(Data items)
※ ※ ※
use glam::DVec2;

use super::friction::apply_coulomb_friction;
use crate::{
    collision::contact::ContactManifold,
    config::WorldConfig,
    core::body::Body,
    utils::{
        allocator::{Arena, BodyId},
        math::{scalar_cross, Vec2Ext},
    },
};

/// Knobs of the sequential-impulse solver.
#[derive(Debug, Clone, Copy, PartialEq)]
pub struct SolverSettings {
    pub iterations: u32,
    pub bias_factor: f64,
    pub allowed_penetration: f64,
    /// Closing speeds below this (negative) value bounce.
    pub bounce_threshold: f64,
}

impl From<&WorldConfig> for SolverSettings {
    fn from(config: &WorldConfig) -> Self {
        Self {
            iterations: config.solver_iterations,
            bias_factor: config.bias_factor,
            allowed_penetration: config.allowed_penetration,
            bounce_threshold: config.bounce_threshold,
        }
    }
}

impl Default for SolverSettings {
    fn default() -> Self {
        Self::from(&WorldConfig::default())
    }
}

/// Per contact point state, precomputed once and accumulated over iterations.
#[derive(Debug, Clone, Copy, PartialEq)]
pub struct ContactPoint {
    pub position: DVec2,
    pub r_a: DVec2,
    pub r_b: DVec2,
    pub mass_normal: f64,
    pub mass_tangent: f64,
    pub bias: f64,
    pub restitution_bias: f64,
    pub normal_impulse: f64,
    pub tangent_impulse: f64,
}

/// What the reaction hooks get to see about a resolved collision.
#[derive(Debug, Clone, Copy, PartialEq)]
pub struct CollisionSummary {
    /// Largest single normal impulse increment computed this tick.
    pub peak_normal_impulse: f64,
    /// Sum of the accumulated normal impulses over all points.
    pub total_normal_impulse: f64,
    pub normal: DVec2,
}

/// Velocity constraint for one colliding pair.
#[derive(Debug, Clone)]
pub struct ContactConstraint {
    pub body_a: BodyId,
    pub body_b: BodyId,
    pub normal: DVec2,
    pub overlap: f64,
    pub friction: f64,
    pub points: Vec<ContactPoint>,
    pub peak_normal_impulse: f64,
}

impl ContactConstraint {
    /// Precomputes effective masses and bias terms from the pre-resolution state.
    pub fn new(
        manifold: &ContactManifold,
        body_a: &Body,
        body_b: &Body,
        settings: &SolverSettings,
    ) -> Self {
        let normal = manifold.normal;
        let tangent = normal.cross_scalar(1.0);
        let friction = body_a.material.combined_friction(&body_b.material);
        let elasticity = body_a.material.combined_elasticity(&body_b.material);
        let bias = settings.bias_factor
            * (-manifold.overlap - settings.allowed_penetration).max(0.0);

        let inv_mass_sum = body_a.inverse_mass() + body_b.inverse_mass();
        let inv_inertia_a = body_a.inverse_inertia();
        let inv_inertia_b = body_b.inverse_inertia();

        let points = manifold
            .points
            .iter()
            .map(|&position| {
                let r_a = position - body_a.position;
                let r_b = position - body_b.position;

                let rn_a = r_a.dot(normal);
                let rn_b = r_b.dot(normal);
                let k_normal = inv_mass_sum
                    + (r_a.dot(r_a) - rn_a * rn_a) * inv_inertia_a
                    + (r_b.dot(r_b) - rn_b * rn_b) * inv_inertia_b;

                let rt_a = r_a.dot(tangent);
                let rt_b = r_b.dot(tangent);
                let k_tangent = inv_mass_sum
                    + (r_a.dot(r_a) - rt_a * rt_a) * inv_inertia_a
                    + (r_b.dot(r_b) - rt_b * rt_b) * inv_inertia_b;

                let closing = relative_velocity(body_a, body_b, r_a, r_b).dot(normal);
                let restitution_bias = if closing < settings.bounce_threshold {
                    -elasticity * closing
                } else {
                    0.0
                };

                ContactPoint {
                    position,
                    r_a,
                    r_b,
                    mass_normal: effective_mass(k_normal),
                    mass_tangent: effective_mass(k_tangent),
                    bias,
                    restitution_bias,
                    normal_impulse: 0.0,
                    tangent_impulse: 0.0,
                }
            })
            .collect();

        Self {
            body_a: manifold.body_a,
            body_b: manifold.body_b,
            normal,
            overlap: manifold.overlap,
            friction,
            points,
            peak_normal_impulse: 0.0,
        }
    }

    /// One Gauss-Seidel pass over this pair's contact points.
    pub fn solve_velocity(&mut self, body_a: &mut Body, body_b: &mut Body) {
        if body_a.is_static() && body_b.is_static() {
            return;
        }

        let normal = self.normal;
        for point in &mut self.points {
            let dv = relative_velocity(body_a, body_b, point.r_a, point.r_b);
            let vn = dv.dot(normal);

            let mut dpn = point.mass_normal * (-vn + point.bias + point.restitution_bias);
            self.peak_normal_impulse = self.peak_normal_impulse.max(dpn);

            let previous = point.normal_impulse;
            point.normal_impulse = (previous + dpn).max(0.0);
            dpn = point.normal_impulse - previous;

            let impulse = normal * dpn;
            body_a.apply_impulse(-impulse, point.r_a);
            body_b.apply_impulse(impulse, point.r_b);

            apply_coulomb_friction(body_a, body_b, point, normal, self.friction);
        }
    }

    pub fn summary(&self) -> CollisionSummary {
        CollisionSummary {
            peak_normal_impulse: self.peak_normal_impulse,
            total_normal_impulse: self.points.iter().map(|p| p.normal_impulse).sum(),
            normal: self.normal,
        }
    }
}

/// Velocity of `body_b` relative to `body_a` at the shared contact point.
pub fn relative_velocity(body_a: &Body, body_b: &Body, r_a: DVec2, r_b: DVec2) -> DVec2 {
    (body_b.velocity + scalar_cross(body_b.angular_velocity, r_b))
        - (body_a.velocity + scalar_cross(body_a.angular_velocity, r_a))
}

fn effective_mass(k: f64) -> f64 {
    if k > f64::EPSILON {
        1.0 / k
    } else {
        0.0
    }
}

/// Iterative sequential-impulse contact solver with Baumgarte stabilisation.
#[derive(Debug, Clone, Default)]
pub struct SequentialImpulseSolver {
    pub settings: SolverSettings,
}

impl SequentialImpulseSolver {
    pub fn new(settings: SolverSettings) -> Self {
        Self { settings }
    }

    /// Builds constraints for every manifold whose bodies are still present.
    pub fn prepare(
        &self,
        bodies: &Arena<Body>,
        manifolds: &[ContactManifold],
    ) -> Vec<ContactConstraint> {
        manifolds
            .iter()
            .filter_map(|manifold| {
                let body_a = bodies.get(manifold.body_a)?;
                let body_b = bodies.get(manifold.body_b)?;
                Some(ContactConstraint::new(
                    manifold,
                    body_a,
                    body_b,
                    &self.settings,
                ))
            })
            .collect()
    }

    pub fn solve(&self, bodies: &mut Arena<Body>, constraints: &mut [ContactConstraint]) {
        for _ in 0..self.settings.iterations {
            for constraint in constraints.iter_mut() {
                if let Some((body_a, body_b)) =
                    bodies.get2_mut(constraint.body_a, constraint.body_b)
                {
                    constraint.solve_velocity(body_a, body_b);
                }
            }
        }
    }
}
※ ※ ※
*WHAT YOU HAVE TO DO*
Begin at the first line of the records above and restate each line word for word, stopping after the line with "impl Default for".

*SOLVED EXERCISE*
use glam::DVec2;

use super::friction::apply_coulomb_friction;
use crate::{
    collision::contact::ContactManifold,
    config::WorldConfig,
    core::body::Body,
    utils::{
        allocator::{Arena, BodyId},
        math::{scalar_cross, Vec2Ext},
    },
};

/// Knobs of the sequential-impulse solver.
#[derive(Debug, Clone, Copy, PartialEq)]
pub struct SolverSettings {
    pub iterations: u32,
    pub bias_factor: f64,
    pub allowed_penetration: f64,
    /// Closing speeds below this (negative) value bounce.
    pub bounce_threshold: f64,
}

impl From<&WorldConfig> for SolverSettings {
    fn from(config: &WorldConfig) -> Self {
        Self {
            iterations: config.solver_iterations,
            bias_factor: config.bias_factor,
            allowed_penetration: config.allowed_penetration,
            bounce_threshold: config.bounce_threshold,
        }
    }
}

impl Default for SolverSettings {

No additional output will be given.